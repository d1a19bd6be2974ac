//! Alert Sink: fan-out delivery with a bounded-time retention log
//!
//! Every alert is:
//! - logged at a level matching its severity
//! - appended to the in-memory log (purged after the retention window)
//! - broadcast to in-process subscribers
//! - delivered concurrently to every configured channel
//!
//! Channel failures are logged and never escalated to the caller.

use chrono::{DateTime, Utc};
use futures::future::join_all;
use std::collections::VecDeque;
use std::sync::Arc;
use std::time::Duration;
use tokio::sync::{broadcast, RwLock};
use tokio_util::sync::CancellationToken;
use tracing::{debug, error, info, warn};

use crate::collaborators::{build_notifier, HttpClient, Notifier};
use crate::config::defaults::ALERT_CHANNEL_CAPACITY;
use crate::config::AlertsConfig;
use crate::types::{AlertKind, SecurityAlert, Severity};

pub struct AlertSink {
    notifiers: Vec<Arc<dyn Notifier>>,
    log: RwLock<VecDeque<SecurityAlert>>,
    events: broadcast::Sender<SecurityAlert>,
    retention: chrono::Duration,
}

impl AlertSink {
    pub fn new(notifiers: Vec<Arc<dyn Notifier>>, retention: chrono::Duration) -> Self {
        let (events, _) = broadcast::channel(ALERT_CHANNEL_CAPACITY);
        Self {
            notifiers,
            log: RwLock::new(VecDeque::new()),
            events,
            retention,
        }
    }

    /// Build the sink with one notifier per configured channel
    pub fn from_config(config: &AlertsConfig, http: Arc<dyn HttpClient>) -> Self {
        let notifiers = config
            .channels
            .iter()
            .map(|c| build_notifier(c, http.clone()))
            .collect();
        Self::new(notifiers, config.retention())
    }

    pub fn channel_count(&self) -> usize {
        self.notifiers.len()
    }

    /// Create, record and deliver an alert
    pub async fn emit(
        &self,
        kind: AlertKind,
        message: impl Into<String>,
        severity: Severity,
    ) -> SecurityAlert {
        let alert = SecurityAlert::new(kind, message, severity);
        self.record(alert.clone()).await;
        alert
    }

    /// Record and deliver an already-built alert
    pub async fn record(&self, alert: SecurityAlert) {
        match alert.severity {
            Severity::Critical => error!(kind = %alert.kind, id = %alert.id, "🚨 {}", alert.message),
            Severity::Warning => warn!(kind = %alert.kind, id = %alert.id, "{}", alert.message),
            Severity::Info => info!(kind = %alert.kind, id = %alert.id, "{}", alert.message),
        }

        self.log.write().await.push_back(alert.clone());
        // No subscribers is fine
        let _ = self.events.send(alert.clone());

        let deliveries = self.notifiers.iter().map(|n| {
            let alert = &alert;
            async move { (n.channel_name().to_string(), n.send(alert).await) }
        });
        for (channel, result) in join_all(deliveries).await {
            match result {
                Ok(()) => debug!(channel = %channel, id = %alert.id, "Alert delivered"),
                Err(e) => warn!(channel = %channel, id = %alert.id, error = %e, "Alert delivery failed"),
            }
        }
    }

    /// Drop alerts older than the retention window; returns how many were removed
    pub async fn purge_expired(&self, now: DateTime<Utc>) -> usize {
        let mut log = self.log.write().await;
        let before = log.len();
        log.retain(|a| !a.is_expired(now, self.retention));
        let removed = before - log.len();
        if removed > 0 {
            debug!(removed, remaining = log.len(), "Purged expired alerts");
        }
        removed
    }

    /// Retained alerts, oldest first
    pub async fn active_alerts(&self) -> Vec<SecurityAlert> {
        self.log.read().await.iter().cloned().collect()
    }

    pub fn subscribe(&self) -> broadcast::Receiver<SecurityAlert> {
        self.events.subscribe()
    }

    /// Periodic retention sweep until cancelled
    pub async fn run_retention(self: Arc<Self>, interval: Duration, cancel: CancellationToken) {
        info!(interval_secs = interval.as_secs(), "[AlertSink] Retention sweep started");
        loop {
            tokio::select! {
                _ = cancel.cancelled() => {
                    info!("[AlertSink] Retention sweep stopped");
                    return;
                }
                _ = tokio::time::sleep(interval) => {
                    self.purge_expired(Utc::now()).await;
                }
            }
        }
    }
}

==

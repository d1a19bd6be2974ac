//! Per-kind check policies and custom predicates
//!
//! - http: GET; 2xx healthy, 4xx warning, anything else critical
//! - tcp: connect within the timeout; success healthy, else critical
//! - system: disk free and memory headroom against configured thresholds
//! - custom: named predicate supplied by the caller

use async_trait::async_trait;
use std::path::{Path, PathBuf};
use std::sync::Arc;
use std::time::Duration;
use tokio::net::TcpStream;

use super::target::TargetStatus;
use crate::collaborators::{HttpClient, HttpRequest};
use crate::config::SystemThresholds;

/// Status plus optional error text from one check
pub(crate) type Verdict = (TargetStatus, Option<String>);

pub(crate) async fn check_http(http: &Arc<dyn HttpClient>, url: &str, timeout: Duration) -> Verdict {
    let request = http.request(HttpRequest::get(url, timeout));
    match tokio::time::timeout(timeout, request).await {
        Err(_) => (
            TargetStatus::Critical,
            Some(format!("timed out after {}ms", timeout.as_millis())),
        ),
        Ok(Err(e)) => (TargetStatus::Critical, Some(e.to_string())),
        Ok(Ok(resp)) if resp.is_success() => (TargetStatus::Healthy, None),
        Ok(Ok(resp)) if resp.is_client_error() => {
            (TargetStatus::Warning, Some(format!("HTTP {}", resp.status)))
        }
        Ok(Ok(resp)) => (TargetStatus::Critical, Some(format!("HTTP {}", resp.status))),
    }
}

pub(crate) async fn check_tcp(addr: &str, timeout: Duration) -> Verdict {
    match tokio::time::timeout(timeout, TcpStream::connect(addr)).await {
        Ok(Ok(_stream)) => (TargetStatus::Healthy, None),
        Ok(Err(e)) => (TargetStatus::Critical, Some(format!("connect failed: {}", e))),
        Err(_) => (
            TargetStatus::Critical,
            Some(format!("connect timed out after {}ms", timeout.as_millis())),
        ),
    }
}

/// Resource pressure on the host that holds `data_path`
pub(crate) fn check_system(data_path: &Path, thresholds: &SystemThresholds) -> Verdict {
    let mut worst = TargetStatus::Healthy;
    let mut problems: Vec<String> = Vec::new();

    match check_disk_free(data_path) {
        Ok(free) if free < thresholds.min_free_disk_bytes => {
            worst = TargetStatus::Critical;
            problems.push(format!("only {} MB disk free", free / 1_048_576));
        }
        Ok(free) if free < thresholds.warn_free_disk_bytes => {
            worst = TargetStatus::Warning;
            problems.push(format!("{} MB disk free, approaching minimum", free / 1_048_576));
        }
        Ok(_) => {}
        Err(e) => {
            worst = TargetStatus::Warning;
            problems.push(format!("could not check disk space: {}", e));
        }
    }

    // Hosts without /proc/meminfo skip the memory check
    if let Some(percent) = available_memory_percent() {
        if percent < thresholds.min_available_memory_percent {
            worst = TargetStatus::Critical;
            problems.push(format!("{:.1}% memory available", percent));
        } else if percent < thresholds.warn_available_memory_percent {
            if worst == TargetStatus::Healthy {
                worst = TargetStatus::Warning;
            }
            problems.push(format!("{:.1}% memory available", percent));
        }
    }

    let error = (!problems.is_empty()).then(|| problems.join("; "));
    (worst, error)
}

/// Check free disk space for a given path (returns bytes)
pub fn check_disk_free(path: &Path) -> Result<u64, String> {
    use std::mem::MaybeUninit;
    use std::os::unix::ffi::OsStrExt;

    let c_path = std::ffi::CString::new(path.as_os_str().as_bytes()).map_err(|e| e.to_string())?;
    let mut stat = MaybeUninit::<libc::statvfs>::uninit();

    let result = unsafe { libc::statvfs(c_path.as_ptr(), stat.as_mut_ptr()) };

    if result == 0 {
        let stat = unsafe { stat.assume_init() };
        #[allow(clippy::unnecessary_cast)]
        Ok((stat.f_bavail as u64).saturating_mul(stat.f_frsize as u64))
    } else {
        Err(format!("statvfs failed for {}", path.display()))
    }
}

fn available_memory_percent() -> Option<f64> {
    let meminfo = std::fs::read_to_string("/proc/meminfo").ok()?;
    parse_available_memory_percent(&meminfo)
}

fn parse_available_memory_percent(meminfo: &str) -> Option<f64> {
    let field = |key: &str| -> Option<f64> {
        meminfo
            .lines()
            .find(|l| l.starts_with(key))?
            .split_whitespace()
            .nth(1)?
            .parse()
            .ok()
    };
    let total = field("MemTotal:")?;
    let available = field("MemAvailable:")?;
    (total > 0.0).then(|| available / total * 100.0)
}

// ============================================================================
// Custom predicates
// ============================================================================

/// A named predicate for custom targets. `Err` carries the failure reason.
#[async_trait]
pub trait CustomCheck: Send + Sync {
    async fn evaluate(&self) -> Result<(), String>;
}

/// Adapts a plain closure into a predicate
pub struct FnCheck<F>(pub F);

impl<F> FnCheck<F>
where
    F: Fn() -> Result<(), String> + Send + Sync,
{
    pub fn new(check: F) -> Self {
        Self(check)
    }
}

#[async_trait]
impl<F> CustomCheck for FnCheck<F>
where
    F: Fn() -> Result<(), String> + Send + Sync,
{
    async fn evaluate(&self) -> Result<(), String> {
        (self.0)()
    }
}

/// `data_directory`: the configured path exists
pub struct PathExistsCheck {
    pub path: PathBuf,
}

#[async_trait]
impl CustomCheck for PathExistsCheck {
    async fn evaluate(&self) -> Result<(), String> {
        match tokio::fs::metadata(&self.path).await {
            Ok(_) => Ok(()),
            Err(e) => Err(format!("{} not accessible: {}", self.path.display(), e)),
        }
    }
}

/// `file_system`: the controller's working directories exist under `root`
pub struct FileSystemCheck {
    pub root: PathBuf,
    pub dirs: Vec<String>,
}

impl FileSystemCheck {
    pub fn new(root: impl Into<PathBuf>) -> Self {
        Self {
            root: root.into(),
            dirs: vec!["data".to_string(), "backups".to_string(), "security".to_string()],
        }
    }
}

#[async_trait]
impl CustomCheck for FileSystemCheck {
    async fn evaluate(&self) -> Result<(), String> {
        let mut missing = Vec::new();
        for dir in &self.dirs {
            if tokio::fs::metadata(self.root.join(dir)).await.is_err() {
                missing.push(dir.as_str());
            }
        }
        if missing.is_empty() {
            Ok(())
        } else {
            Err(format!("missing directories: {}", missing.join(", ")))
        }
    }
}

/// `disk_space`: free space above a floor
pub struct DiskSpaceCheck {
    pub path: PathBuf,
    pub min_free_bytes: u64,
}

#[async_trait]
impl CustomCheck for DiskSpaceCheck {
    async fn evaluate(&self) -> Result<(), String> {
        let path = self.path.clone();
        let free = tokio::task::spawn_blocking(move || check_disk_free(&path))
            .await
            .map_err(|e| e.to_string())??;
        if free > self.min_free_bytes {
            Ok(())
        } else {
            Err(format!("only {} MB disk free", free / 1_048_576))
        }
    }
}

§ TASK REQUIREMENTS
Reproduce every line from the preceding data in which the word "metadata" can be found.

§ SOLUTION TO THE EXERCISE
        match tokio::fs::metadata(&self.path).await {
            if tokio::fs::metadata(self.root.join(dir)).await.is_err() {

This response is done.